Вирусы-вымогатели – один из самых известных видов вредоносов. Они возникли практически одновременно с массовым распространением интернета, усложнили жизнь как частным пользователям, так и корпоративным сетям, а масштабность заражений, произошедших за последние несколько лет, сложно переоценить.
Несмотря на былую популярность, интенсивность использования «шантажистского» ПО снижается. В сравнении с пиковыми периодами активности, на сегодняшний день регистрируется в среднем на 30% меньше заражений вирусами-вымогателями. Казалось бы, бизнес может сконцентрировать усилия на защите от более актуальных угроз. Но так ли это на самом деле?
В мире наметилась интересная тенденция: вирусы-вымогатели используются не для получения прибыли, а чтобы замести следы более серьезных преступлений, например кражи ценной коммерческой информации. Теперь кроме затрат на восстановление инфраструктуры бизнес вынужден проводить тщательное расследование инцидента. Ведь есть шанс, что атака была ширмой, и информация о «внутренней кухне», новых разработках или базы клиентов окажутся в руках у конкурентов. В таком подходе нет ничего нового. Раньше для отвлечения внимания использовались DDoS-атаки: пока компания концентрировала усилия на одном фронте, в фоновом режиме шла настоящая операция по хищению данных.
«Фейковые» вымогатели действуют по стандартному алгоритму. Чаще всего вредонос просачивается в организацию благодаря фишингу. Затем данные шифруются, злоумышленники объявляют требования и начинают клянчить деньги. Для большей достоверности театрального представления жертва получает детальные инструкции о том, как и куда платить. Единственное о чем не узнает пострадавшая фирма – был снят перевод или нет, ведь отследить популярные в даркнете криптокошельки невозможно. Выгода для хакеров очевидна: бизнес, поверивший в шантаж, не будет проводить расследование и не узнает, какие цели на самом деле преследовала атака.
Жертвой новых веяний мира киберпреступности стал Far Eastern International Bank, расположенный в Тайване. В 2017 он был атакован одной из разновидностей вируса Hermes. Пока служба безопасности и ИТ-шники восстанавливали зашифрованные данные, злоумышленники попытались украсть 60 миллионов долларов США. В том же 2017 многочисленные компании Японии пострадали от вымогателя ONI. Целью злоумышленников был отнюдь не выкуп: шифровка данных понадобилась для удаления логов событий Windows, благодаря которым специалисты могли расследовать инцидент и обнаружить реальную цель нападения.

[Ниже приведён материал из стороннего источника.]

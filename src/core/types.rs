use std::fmt;
use std::str::FromStr;

use serde::de::{self, Deserializer, Visitor};
use serde::{Deserialize, Serialize, Serializer};

use crate::error::ChartError;

/// Closed set of chart kinds the adapter knows how to convert.
#[derive(Debug, Clone, Copy, PartialEq, Eq, Hash)]
pub enum ChartType {
    Line,
    Bar,
    Area,
    Scatter,
    Pie,
}

impl ChartType {
    pub const ALL: [Self; 5] = [Self::Line, Self::Bar, Self::Area, Self::Scatter, Self::Pie];

    #[must_use]
    pub const fn as_str(self) -> &'static str {
        match self {
            Self::Line => "line",
            Self::Bar => "bar",
            Self::Area => "area",
            Self::Scatter => "scatter",
            Self::Pie => "pie",
        }
    }
}

impl fmt::Display for ChartType {
    fn fmt(&self, f: &mut fmt::Formatter<'_>) -> fmt::Result {
        f.write_str(self.as_str())
    }
}

impl FromStr for ChartType {
    type Err = ChartError;

    fn from_str(s: &str) -> Result<Self, Self::Err> {
        Self::ALL
            .into_iter()
            .find(|kind| kind.as_str() == s)
            .ok_or_else(|| ChartError::UnsupportedChartType(s.to_owned()))
    }
}

impl Serialize for ChartType {
    fn serialize<S: Serializer>(&self, serializer: S) -> Result<S::Ok, S::Error> {
        serializer.serialize_str(self.as_str())
    }
}

impl<'de> Deserialize<'de> for ChartType {
    fn deserialize<D: Deserializer<'de>>(deserializer: D) -> Result<Self, D::Error> {
        deserializer.deserialize_str(TagVisitor::<Self>::new("a chart type tag"))
    }
}

/// Declared type of a schema column.
#[derive(Debug, Clone, Copy, PartialEq, Eq, Hash)]
pub enum FieldDataType {
    String,
    Number,
}

impl FieldDataType {
    #[must_use]
    pub const fn as_str(self) -> &'static str {
        match self {
            Self::String => "string",
            Self::Number => "number",
        }
    }
}

impl fmt::Display for FieldDataType {
    fn fmt(&self, f: &mut fmt::Formatter<'_>) -> fmt::Result {
        f.write_str(self.as_str())
    }
}

impl FromStr for FieldDataType {
    type Err = ChartError;

    fn from_str(s: &str) -> Result<Self, Self::Err> {
        match s {
            "string" => Ok(Self::String),
            "number" => Ok(Self::Number),
            other => Err(ChartError::Decode(format!(
                "invalid field data type: {other:?}"
            ))),
        }
    }
}

impl Serialize for FieldDataType {
    fn serialize<S: Serializer>(&self, serializer: S) -> Result<S::Ok, S::Error> {
        serializer.serialize_str(self.as_str())
    }
}

impl<'de> Deserialize<'de> for FieldDataType {
    fn deserialize<D: Deserializer<'de>>(deserializer: D) -> Result<Self, D::Error> {
        deserializer.deserialize_str(TagVisitor::<Self>::new("a field data type tag"))
    }
}

/// Decodes a string tag through `FromStr`, surfacing the `ChartError` message
/// as the serde error so unknown tags never fall back to a default variant.
struct TagVisitor<T> {
    expecting: &'static str,
    marker: std::marker::PhantomData<T>,
}

impl<T> TagVisitor<T> {
    fn new(expecting: &'static str) -> Self {
        Self {
            expecting,
            marker: std::marker::PhantomData,
        }
    }
}

impl<T> Visitor<'_> for TagVisitor<T>
where
    T: FromStr<Err = ChartError>,
{
    type Value = T;

    fn expecting(&self, f: &mut fmt::Formatter<'_>) -> fmt::Result {
        f.write_str(self.expecting)
    }

    fn visit_str<E: de::Error>(self, value: &str) -> Result<T, E> {
        value.parse::<T>().map_err(E::custom)
    }
}
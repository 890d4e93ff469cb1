//! Chart description data model: what to draw and the rows to draw it from.

pub mod data;
pub mod definition;
pub mod localized;
pub mod types;

pub use data::{Cell, ChartData, Field, Row, Schema};
pub use definition::{Axis, ChartDefinition, License};
pub use localized::{FALLBACK_LOCALE, LocalizedText, resolve_localized};
pub use types::{ChartType, FieldDataType};
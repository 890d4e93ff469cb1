//! chart-adapter: turns localized chart descriptions into renderer options.
//!
//! A chart request pairs a [`core::ChartDefinition`] (type, titles, axes)
//! with [`core::ChartData`] (typed schema plus rows). The [`api`] layer
//! dispatches on the chart type and produces ECharts-shaped
//! [`api::ChartOptions`], flattened to a generic JSON document at the edge.

pub mod api;
pub mod core;
pub mod error;
pub mod telemetry;

#[cfg(feature = "wasm")]
pub mod wasm;

pub use api::{ChartAdapter, ChartOptions, ChartRequest, convert, convert_json_str};
pub use error::{ChartError, ChartResult};
//! Conversion engine: chart-type dispatch, the per-type strategies and the
//! request/options documents around them.

mod adapter;
mod batch;
pub mod category_series;
mod json_contract;
pub mod options;
pub mod pie_series;

pub use adapter::{ChartAdapter, ConversionStrategy, convert};
pub use batch::convert_batch;
pub use category_series::CategoryStyle;
pub use json_contract::{ChartRequest, convert_json_str};
pub use options::{
    AreaStyle, AxisKind, AxisOptions, ChartOptions, LabelOptions, MarkerSymbol, RoseType,
    SeriesKind, SeriesOptions, SeriesPoint, TitleOptions,
};
pub use pie_series::PIE_SERIES_NAME;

Часто вирус-вымогатель появляется на финальной стадии операции, когда цель достигнута и данные украдены. Благодаря тотальной шифровке и удалению информации провести расследование становится практически невозможно: ведь все следы и логи оказываются полностью стерты.
Самое ужасное для бизнеса – неопределенность. Ведь решительно непонятно что делать дальше: восстановить информацию из бэкапа и почить на лаврах или вкладывать средства в дальнейшее расследование? Если шифрование было инструментом отвлечения внимания, следующий удар может прилететь с любой стороны. От конкурентов, перехвативших контракты, от СМИ подхвативших «слив» не самой приятной информации из интернета, от недовольных клиентов, личные данные которых оказались в открытом доступе. Любая неожиданная утечка неминуемо ведет к серьезным материальным убыткам.
К счастью, противостоять таким инцидентам можно. Как и проводить расследования, даже несмотря на полное уничтожение логов. В алгоритме существует серьезный изъян: шифровальщик внедряется уже после кражи информации. А, значит, в процессе хищения будет всплеск перемещаемых данных. Даже небольшое отклонение от нормы обмена файлами внутри корпоративной сети или с внешней средой является маркером активности злоумышленников.
Обнаружить такую атаку можно с помощью DLP-систем и программ мониторинга персонала. Например, отчет «Категории/Отклонения» моментально фиксирует любую нестандартную активность и уведомляет ответственное лицо. Если же заражения вредоносом избежать не удалось, изучение изменений в информационном обмене поможет точно установить: было ли шифрование самоцелью или всего лишь операцией по отвлечению внимания.
Проведя расследование инцидента, обнаружив настоящие цели хакеров и установив, какая информация оказалась под угрозой, руководитель сможет минимизировать риски и убытки, а также найти виновных в атаке.